== Task requirements ==
Retype the entries. Match them exactly.

== Dataset records ==
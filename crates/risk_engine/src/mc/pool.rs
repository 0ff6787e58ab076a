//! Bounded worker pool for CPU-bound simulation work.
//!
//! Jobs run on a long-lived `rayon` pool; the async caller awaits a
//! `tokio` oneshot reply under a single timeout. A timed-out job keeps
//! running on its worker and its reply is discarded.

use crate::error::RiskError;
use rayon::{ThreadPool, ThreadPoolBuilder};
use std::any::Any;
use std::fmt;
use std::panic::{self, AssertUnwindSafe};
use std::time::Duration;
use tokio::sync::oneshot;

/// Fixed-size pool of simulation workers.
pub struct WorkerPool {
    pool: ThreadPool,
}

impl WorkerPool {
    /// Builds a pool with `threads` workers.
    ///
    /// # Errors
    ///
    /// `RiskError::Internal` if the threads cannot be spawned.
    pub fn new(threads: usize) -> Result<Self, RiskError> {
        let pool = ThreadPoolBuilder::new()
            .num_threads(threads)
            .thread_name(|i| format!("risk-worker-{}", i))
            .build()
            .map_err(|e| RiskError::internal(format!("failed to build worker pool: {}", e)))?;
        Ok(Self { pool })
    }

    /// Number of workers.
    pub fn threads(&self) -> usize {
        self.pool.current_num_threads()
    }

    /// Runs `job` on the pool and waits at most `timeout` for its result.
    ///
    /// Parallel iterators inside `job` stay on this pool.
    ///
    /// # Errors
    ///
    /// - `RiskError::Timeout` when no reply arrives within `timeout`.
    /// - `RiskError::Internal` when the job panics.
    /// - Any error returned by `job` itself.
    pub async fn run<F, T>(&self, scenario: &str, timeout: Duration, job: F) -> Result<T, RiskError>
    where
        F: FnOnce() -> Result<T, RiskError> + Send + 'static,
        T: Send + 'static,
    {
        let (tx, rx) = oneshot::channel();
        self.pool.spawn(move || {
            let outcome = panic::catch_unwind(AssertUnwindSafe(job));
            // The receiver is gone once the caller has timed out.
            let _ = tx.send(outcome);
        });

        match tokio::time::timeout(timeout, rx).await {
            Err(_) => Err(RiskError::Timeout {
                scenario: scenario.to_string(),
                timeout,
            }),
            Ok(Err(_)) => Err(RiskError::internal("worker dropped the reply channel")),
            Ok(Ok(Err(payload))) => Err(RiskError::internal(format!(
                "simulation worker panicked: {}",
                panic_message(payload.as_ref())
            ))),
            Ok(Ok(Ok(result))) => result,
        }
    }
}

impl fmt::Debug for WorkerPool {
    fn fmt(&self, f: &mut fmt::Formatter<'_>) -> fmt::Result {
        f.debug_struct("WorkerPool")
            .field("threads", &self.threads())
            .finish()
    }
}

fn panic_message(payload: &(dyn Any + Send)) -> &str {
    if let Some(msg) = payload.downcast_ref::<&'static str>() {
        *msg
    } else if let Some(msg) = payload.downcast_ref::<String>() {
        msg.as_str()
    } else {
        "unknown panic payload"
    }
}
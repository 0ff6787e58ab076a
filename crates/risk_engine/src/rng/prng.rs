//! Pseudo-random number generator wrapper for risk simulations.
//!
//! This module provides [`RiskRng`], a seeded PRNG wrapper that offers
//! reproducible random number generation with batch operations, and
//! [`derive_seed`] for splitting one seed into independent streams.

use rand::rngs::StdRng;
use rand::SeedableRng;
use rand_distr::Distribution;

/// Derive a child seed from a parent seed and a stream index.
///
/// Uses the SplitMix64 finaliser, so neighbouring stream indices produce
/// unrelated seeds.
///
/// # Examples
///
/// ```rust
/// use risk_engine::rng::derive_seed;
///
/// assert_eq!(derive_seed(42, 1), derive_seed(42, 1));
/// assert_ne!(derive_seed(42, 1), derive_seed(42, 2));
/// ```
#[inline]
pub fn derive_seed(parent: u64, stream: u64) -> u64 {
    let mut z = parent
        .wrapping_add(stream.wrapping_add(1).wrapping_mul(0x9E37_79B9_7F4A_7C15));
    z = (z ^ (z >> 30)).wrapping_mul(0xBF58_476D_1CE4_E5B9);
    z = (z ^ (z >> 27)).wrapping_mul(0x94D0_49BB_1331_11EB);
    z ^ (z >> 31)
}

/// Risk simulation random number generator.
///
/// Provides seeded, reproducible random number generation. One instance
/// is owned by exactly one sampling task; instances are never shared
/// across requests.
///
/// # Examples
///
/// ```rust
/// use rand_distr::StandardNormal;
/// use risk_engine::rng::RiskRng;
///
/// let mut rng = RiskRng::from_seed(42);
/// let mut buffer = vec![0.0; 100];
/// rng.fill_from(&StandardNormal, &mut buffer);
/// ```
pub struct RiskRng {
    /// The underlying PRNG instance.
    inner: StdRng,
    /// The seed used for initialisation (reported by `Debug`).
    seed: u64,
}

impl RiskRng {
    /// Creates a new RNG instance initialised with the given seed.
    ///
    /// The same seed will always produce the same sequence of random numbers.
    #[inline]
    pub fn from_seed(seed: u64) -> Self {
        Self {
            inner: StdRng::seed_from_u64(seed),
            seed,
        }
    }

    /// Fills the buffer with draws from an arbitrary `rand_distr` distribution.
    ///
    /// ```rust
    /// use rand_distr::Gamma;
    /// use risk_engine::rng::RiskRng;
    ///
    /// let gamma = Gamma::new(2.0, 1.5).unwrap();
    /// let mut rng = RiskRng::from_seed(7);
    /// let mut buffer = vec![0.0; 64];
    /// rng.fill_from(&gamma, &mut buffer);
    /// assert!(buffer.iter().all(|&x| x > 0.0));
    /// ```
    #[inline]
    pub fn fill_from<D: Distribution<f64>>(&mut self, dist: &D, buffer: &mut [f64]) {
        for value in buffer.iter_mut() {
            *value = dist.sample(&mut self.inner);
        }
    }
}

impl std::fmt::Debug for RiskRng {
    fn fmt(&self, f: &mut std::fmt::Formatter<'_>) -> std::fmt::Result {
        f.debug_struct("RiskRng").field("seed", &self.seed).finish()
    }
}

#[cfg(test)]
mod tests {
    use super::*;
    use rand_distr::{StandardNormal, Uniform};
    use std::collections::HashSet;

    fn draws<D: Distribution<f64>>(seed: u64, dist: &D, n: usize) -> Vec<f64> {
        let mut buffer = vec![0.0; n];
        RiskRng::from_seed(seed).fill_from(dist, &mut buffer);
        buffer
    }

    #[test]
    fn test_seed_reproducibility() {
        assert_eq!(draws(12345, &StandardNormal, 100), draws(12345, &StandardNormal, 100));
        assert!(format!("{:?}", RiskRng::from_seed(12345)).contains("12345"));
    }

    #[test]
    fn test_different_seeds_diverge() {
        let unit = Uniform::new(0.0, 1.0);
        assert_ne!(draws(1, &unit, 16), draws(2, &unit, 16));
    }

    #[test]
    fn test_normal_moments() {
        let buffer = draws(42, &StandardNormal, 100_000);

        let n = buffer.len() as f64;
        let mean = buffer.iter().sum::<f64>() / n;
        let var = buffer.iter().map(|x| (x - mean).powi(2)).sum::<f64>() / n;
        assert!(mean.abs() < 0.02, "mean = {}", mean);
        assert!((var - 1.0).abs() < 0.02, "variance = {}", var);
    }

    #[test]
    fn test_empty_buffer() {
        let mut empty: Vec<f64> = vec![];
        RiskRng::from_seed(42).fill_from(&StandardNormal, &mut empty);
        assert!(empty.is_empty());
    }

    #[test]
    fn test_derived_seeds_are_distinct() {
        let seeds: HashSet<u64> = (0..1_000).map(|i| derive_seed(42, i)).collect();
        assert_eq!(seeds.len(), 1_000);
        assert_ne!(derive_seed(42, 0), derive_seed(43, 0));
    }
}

== Reply ==
filename crates/risk_engine/src/mc/pool.rs
repository 0ff6787e58ab076a
//! Bounded worker pool for CPU-bound simulation work.
//!
//! Jobs run on a long-lived `rayon` pool; the async caller awaits a
//! `tokio` oneshot reply under a single timeout. A timed-out job keeps
//! running on its worker and its reply is discarded.

use crate::error::RiskError;
use rayon::{ThreadPool, ThreadPoolBuilder};
use std::any::Any;
use std::fmt;
use std::panic::{self, AssertUnwindSafe};
use std::time::Duration;
use tokio::sync::oneshot;

/// Fixed-size pool of simulation workers.
pub struct WorkerPool {
    pool: ThreadPool,
}

impl WorkerPool {
    /// Builds a pool with `threads` workers.
    ///
    /// # Errors
    ///
    /// `RiskError::Internal` if the threads cannot be spawned.
    pub fn new(threads: usize) -> Result<Self, RiskError> {
        let pool = ThreadPoolBuilder::new()
            .num_threads(threads)
            .thread_name(|i| format!("risk-worker-{}", i))
            .build()
            .map_err(|e| RiskError::internal(format!("failed to build worker pool: {}", e)))?;
        Ok(Self { pool })
    }

    /// Number of workers.
    pub fn threads(&self) -> usize {
        self.pool.current_num_threads()
    }

    /// Runs `job` on the pool and waits at most `timeout` for its result.
    ///
    /// Parallel iterators inside `job` stay on this pool.
    ///
    /// # Errors
    ///
    /// - `RiskError::Timeout` when no reply arrives within `timeout`.
    /// - `RiskError::Internal` when the job panics.
    /// - Any error returned by `job` itself.
    pub async fn run<F, T>(&self, scenario: &str, timeout: Duration, job: F) -> Result<T, RiskError>
    where
        F: FnOnce() -> Result<T, RiskError> + Send + 'static,
        T: Send + 'static,
    {
        let (tx, rx) = oneshot::channel();
        self.pool.spawn(move || {
            let outcome = panic::catch_unwind(AssertUnwindSafe(job));
            // The receiver is gone once the caller has timed out.
            let _ = tx.send(outcome);
        });

        match tokio::time::timeout(timeout, rx).await {
            Err(_) => Err(RiskError::Timeout {
                scenario: scenario.to_string(),
                timeout,
            }),
            Ok(Err(_)) => Err(RiskError::internal("worker dropped the reply channel")),
            Ok(Ok(Err(payload))) => Err(RiskError::internal(format!(
                "simulation worker panicked: {}",
                panic_message(payload.as_ref())
            ))),
            Ok(Ok(Ok(result))) => result,
        }
    }
}

impl fmt::Debug for WorkerPool {
    fn fmt(&self, f: &mut fmt::Formatter<'_>) -> fmt::Result {
        f.debug_struct("WorkerPool")
            .field("threads", &self.threads())
            .finish()
    }
}

fn panic_message(payload: &(dyn Any + Send)) -> &str {
    if let Some(msg) = payload.downcast_ref::<&'static str>() {
        *msg
    } else if let Some(msg) = payload.downcast_ref::<String>() {
        msg.as_str()
    } else {
        "unknown panic payload"
    }
}
repository 0ff6787e58ab076a
filename crates/risk_engine/src/rng/prng.rs
//! Pseudo-random number generator wrapper for risk simulations.
//!
//! This module provides [`RiskRng`], a seeded PRNG wrapper that offers
//! reproducible random number generation with batch operations, and
//! [`derive_seed`] for splitting one seed into independent streams.

use rand::rngs::StdRng;
use rand::SeedableRng;
use rand_distr::Distribution;

/// Derive a child seed from a parent seed and a stream index.
///
/// Uses the SplitMix64 finaliser, so neighbouring stream indices produce
/// unrelated seeds.
///
/// # Examples
///
/// ```rust
/// use risk_engine::rng::derive_seed;
///
/// assert_eq!(derive_seed(42, 1), derive_seed(42, 1));
/// assert_ne!(derive_seed(42, 1), derive_seed(42, 2));
/// ```
#[inline]
pub fn derive_seed(parent: u64, stream: u64) -> u64 {
    let mut z = parent
        .wrapping_add(stream.wrapping_add(1).wrapping_mul(0x9E37_79B9_7F4A_7C15));
    z = (z ^ (z >> 30)).wrapping_mul(0xBF58_476D_1CE4_E5B9);
    z = (z ^ (z >> 27)).wrapping_mul(0x94D0_49BB_1331_11EB);
    z ^ (z >> 31)
}

/// Risk simulation random number generator.
///
/// Provides seeded, reproducible random number generation. One instance
/// is owned by exactly one sampling task; instances are never shared
/// across requests.
///
/// # Examples
///
/// ```rust
/// use rand_distr::StandardNormal;
/// use risk_engine::rng::RiskRng;
///
/// let mut rng = RiskRng::from_seed(42);
/// let mut buffer = vec![0.0; 100];
/// rng.fill_from(&StandardNormal, &mut buffer);
/// ```
pub struct RiskRng {
    /// The underlying PRNG instance.
    inner: StdRng,
    /// The seed used for initialisation (reported by `Debug`).
    seed: u64,
}

impl RiskRng {
    /// Creates a new RNG instance initialised with the given seed.
    ///
    /// The same seed will always produce the same sequence of random numbers.
    #[inline]
    pub fn from_seed(seed: u64) -> Self {
        Self {
            inner: StdRng::seed_from_u64(seed),
            seed,
        }
    }

    /// Fills the buffer with draws from an arbitrary `rand_distr` distribution.
    ///
    /// ```rust
    /// use rand_distr::Gamma;
    /// use risk_engine::rng::RiskRng;
    ///
    /// let gamma = Gamma::new(2.0, 1.5).unwrap();
    /// let mut rng = RiskRng::from_seed(7);
    /// let mut buffer = vec![0.0; 64];
    /// rng.fill_from(&gamma, &mut buffer);
    /// assert!(buffer.iter().all(|&x| x > 0.0));
    /// ```
    #[inline]
    pub fn fill_from<D: Distribution<f64>>(&mut self, dist: &D, buffer: &mut [f64]) {
        for value in buffer.iter_mut() {
            *value = dist.sample(&mut self.inner);
        }
    }
}

impl std::fmt::Debug for RiskRng {
    fn fmt(&self, f: &mut std::fmt::Formatter<'_>) -> std::fmt::Result {
        f.debug_struct("RiskRng").field("seed", &self.seed).finish()
    }
}

#[cfg(test)]
mod tests {
    use super::*;
    use rand_distr::{StandardNormal, Uniform};
    use std::collections::HashSet;

    fn draws<D: Distribution<f64>>(seed: u64, dist: &D, n: usize) -> Vec<f64> {
        let mut buffer = vec![0.0; n];
        RiskRng::from_seed(seed).fill_from(dist, &mut buffer);
        buffer
    }

    #[test]
    fn test_seed_reproducibility() {
        assert_eq!(draws(12345, &StandardNormal, 100), draws(12345, &StandardNormal, 100));
        assert!(format!("{:?}", RiskRng::from_seed(12345)).contains("12345"));
    }

    #[test]
    fn test_different_seeds_diverge() {
        let unit = Uniform::new(0.0, 1.0);
        assert_ne!(draws(1, &unit, 16), draws(2, &unit, 16));
    }

    #[test]
    fn test_normal_moments() {
        let buffer = draws(42, &StandardNormal, 100_000);

        let n = buffer.len() as f64;
        let mean = buffer.iter().sum::<f64>() / n;
        let var = buffer.iter().map(|x| (x - mean).powi(2)).sum::<f64>() / n;
        assert!(mean.abs() < 0.02, "mean = {}", mean);
        assert!((var - 1.0).abs() < 0.02, "variance = {}", var);
    }

    #[test]
    fn test_empty_buffer() {
        let mut empty: Vec<f64> = vec![];
        RiskRng::from_seed(42).fill_from(&StandardNormal, &mut empty);
        assert!(empty.is_empty());
    }

    #[test]
    fn test_derived_seeds_are_distinct() {
        let seeds: HashSet<u64> = (0..1_000).map(|i| derive_seed(42, i)).collect();
        assert_eq!(seeds.len(), 1_000);
        assert_ne!(derive_seed(42, 0), derive_seed(43, 0));
    }
}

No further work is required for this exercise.